Should be available at Home Depot.  I've seen them in/around the Pro Desk although you could also look in the tool department or with the drywall tools.

Any gaps between boards are just tapped and mudded as are inside corners.  Outside corners call for corner bead.

Every drywaller has their own preference for mud.  Durabond is a "setting" type compound which means it hardens via a chemical reaction.  It's companion is "Easy Sand" which is also a setting type compound but as it's name implies is much easier to sand (although Durabond is harder).  The advantage to a setting type compound is that you can do multiple coats in a relatively short period of time because the surface will be solid before all the moisture as evaporated.  The working time for both products is about half the number on the package.  So a Durabond 90 has about a 45 minute working time and sets up in about 90-120 minutes under ideal conditions.

For larger projects, I've always used the premixed mud and setting compound for smaller jobs where I wanted multiple coats in a day.

Best Answer

Posted 2015-03-11T12:55:21+0000  by Adam444
If I'm understanding you correctly, your carpenter's suggestion is to essentially skim coat the whole wall?  Not a good idea because, with all due respect, you don't have the skill level necessary to achieve a even coating and smooth wall.  Your walls/ceiling will look lousy and you'll be sanding for the next month.

Go back and drive your screws properly.  If you're using a drywall screwgun and it's over driving the screws, then the nose needs adjustment (read the instruction manual).  If you're using a regular cordless drill slow things down, turn it to the lower speed setting and don't pull the trigger so hard.  If you're using an impact driver, it's the wrong tool for the job.
Posted 2015-03-11T00:13:51+0000  by Adam444
I appreciate the input. I kinda feared that would be the case. Ah, well. I guess I've got some work ahead of me.

I'm using regular drill to screw in the drywall screws and I wondered - is there a screw drillbit that I can use that will basically stop the screws from going in too far? I thought my carpenter had something like that, but I wasn't sure what it was, or if was for something different than a regular drill. I'm using a Dewalt- this one here:

Also, since I do actually have some larger gaps around the project that need to be filled in, is Durabond the way to go for that, and for my corners? I'm not familiar, though I've used joint compound many times.
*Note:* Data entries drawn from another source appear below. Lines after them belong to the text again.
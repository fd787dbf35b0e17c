//! Apache `LogFormat` 템플릿 해석
//!
//! `%` 지시자를 필드 이름으로 변환해 nginx와 같은 [`FormatTemplate`] 표현을 만듭니다.
//! 지시자 문법: `%[조건][<|>][{인자}]문자`. 상태 코드 조건(`!200,304`)과
//! `<`/`>` 수식자는 필드 이름에 영향을 주지 않습니다.
//!
//! 헤더 인자(`%{User-Agent}i`)는 소문자로 바꾸고 `-`를 `_`로 치환합니다.

use super::FormatTemplate;
use crate::error::LogPipelineError;

/// Apache 기본 `combined` 포맷
pub const APACHE_COMBINED: &str = r#"%h %l %u %t "%r" %s %b "%{Referer}i" "%{User-agent}i""#;

/// Apache `common` 포맷
pub const APACHE_COMMON: &str = r#"%h %l %u %t "%r" %s %b"#;

/// Apache `vhost_combined` 포맷
pub const APACHE_VHOST_COMBINED: &str =
    r#"%v:%p %h %l %u %t "%r" %>s %O "%{Referer}i" "%{User-Agent}i""#;

/// 프리셋 이름에 해당하는 템플릿 문자열을 반환합니다.
pub fn preset(name: &str) -> Option<&'static str> {
    match name {
        "combined" => Some(APACHE_COMBINED),
        "common" => Some(APACHE_COMMON),
        "vhost_combined" => Some(APACHE_VHOST_COMBINED),
        _ => None,
    }
}

/// 프리셋 이름 또는 `LogFormat` 문자열을 해석합니다.
pub fn parse(format: &str) -> Result<FormatTemplate, LogPipelineError> {
    match preset(format) {
        Some(template) => parse_template(format, template),
        None => parse_template("custom", format),
    }
}

fn parse_template(name: &str, template: &str) -> Result<FormatTemplate, LogPipelineError> {
    let mut result = FormatTemplate::new(name);
    let mut chars = template.char_indices().peekable();
    let mut literal = String::new();

    while let Some((offset, c)) = chars.next() {
        if c != '%' {
            literal.push(c);
            continue;
        }

        if matches!(chars.peek(), Some((_, '%'))) {
            chars.next();
            literal.push('%');
            continue;
        }

        // 조건과 수식자는 건너뜀
        while matches!(
            chars.peek(),
            Some((_, '<' | '>' | '!' | ',' | '0'..='9'))
        ) {
            chars.next();
        }

        let mut argument = None;
        if matches!(chars.peek(), Some((_, '{'))) {
            chars.next();
            let mut arg = String::new();
            loop {
                match chars.next() {
                    Some((_, '}')) => break,
                    Some((_, ch)) => arg.push(ch),
                    None => {
                        return Err(LogPipelineError::Format {
                            offset,
                            reason: "unterminated '{' in directive".to_owned(),
                        });
                    }
                }
            }
            argument = Some(arg);
        }

        let Some((_, directive)) = chars.next() else {
            return Err(LogPipelineError::Format {
                offset,
                reason: "directive is missing its format letter".to_owned(),
            });
        };

        if directive == 't' && argument.is_none() {
            literal.push('[');
            result.push_literal(&literal);
            literal.clear();
            result.push_field("time_received");
            literal.push(']');
            continue;
        }

        let field = field_name(directive, argument.as_deref()).ok_or_else(|| {
            LogPipelineError::Format {
                offset,
                reason: format!("unsupported directive '%{directive}'"),
            }
        })?;
        result.push_literal(&literal);
        literal.clear();
        result.push_field(field);
    }
    result.push_literal(&literal);
    Ok(result)
}

fn field_name(directive: char, argument: Option<&str>) -> Option<String> {
    if let Some(arg) = argument {
        let prefix = match directive {
            't' => return Some("time_received".to_owned()),
            'i' => "request_header_",
            'o' => "response_header_",
            'e' => "env_",
            'C' => "cookie_",
            _ => return None,
        };
        return Some(format!("{prefix}{}", normalize_argument(arg)));
    }

    let name = match directive {
        'h' => "remote_host",
        'a' => "remote_ip",
        'A' => "local_ip",
        'l' => "remote_logname",
        'u' => "remote_user",
        'r' => "request_first_line",
        'm' => "request_method",
        'U' => "url_path",
        'q' => "query_string",
        'H' => "protocol",
        's' => "status",
        'b' => "response_bytes_clf",
        'B' => "response_bytes",
        'D' => "time_us",
        'T' => "time_s",
        'v' => "server_name",
        'V' => "server_name_used",
        'p' => "server_port",
        'P' => "pid",
        'I' => "bytes_rx",
        'O' => "bytes_tx",
        'X' => "connection_status",
        'k' => "keepalive",
        'L' => "log_id",
        _ => return None,
    };
    Some(name.to_owned())
}

fn normalize_argument(arg: &str) -> String {
    arg.chars()
        .map(|c| {
            if c.is_ascii_alphanumeric() {
                c.to_ascii_lowercase()
            } else {
                '_'
            }
        })
        .collect()
}
//! Logging initialization for the botstat CLI.
//!
//! Configures `tracing-subscriber` based on the `[general]` section
//! of `BotstatConfig`. Logs go to stderr so stdout carries only the report.

use tracing_subscriber::EnvFilter;
use tracing_subscriber::layer::SubscriberExt;
use tracing_subscriber::util::SubscriberInitExt;

use botstat_core::config::GeneralConfig;

use crate::error::CliError;

/// Initialize the global tracing subscriber.
///
/// Must be called exactly once, before any tracing macros are used.
/// `RUST_LOG` wins over `config.log_level`.
///
/// # Formats
///
/// * `"pretty"` - Human-readable colored output (default)
/// * `"json"` - Machine-parseable JSON lines
/// * `"compact"` - Single-line human-readable output
pub fn init_tracing(config: &GeneralConfig) -> Result<(), CliError> {
    let env_filter =
        EnvFilter::try_from_default_env().unwrap_or_else(|_| EnvFilter::new(&config.log_level));

    let registry = tracing_subscriber::registry().with(env_filter);
    let result = match config.log_format.as_str() {
        "json" => registry
            .with(
                tracing_subscriber::fmt::layer()
                    .json()
                    .with_writer(std::io::stderr),
            )
            .try_init(),
        "pretty" => registry
            .with(
                tracing_subscriber::fmt::layer()
                    .pretty()
                    .with_writer(std::io::stderr),
            )
            .try_init(),
        "compact" => registry
            .with(
                tracing_subscriber::fmt::layer()
                    .compact()
                    .with_writer(std::io::stderr),
            )
            .try_init(),
        other => {
            return Err(CliError::Config(format!(
                "unknown log format '{other}', expected 'pretty', 'json' or 'compact'"
            )));
        }
    };

    result.map_err(|e| CliError::Command(format!("failed to initialize tracing: {e}")))
}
Thanks again for all your help!
Posted 2015-03-11T01:07:40+0000  by sebastions1
Couldn't agree more sebastions1,

The Drywall Screw Setter is designed to set screws just below the surface of the drywall.

So, in normal installation, you actually want to "break the paper" to "set" the screw slightly below the surface.

This allows you to conceal the screw heads while keeping the surface perfectly smooth.

I also agree with Adam ... skimming the entire wall is a lot of work.

You'll most likely find that a pro will finish the project much more rapidly and maybe even for less.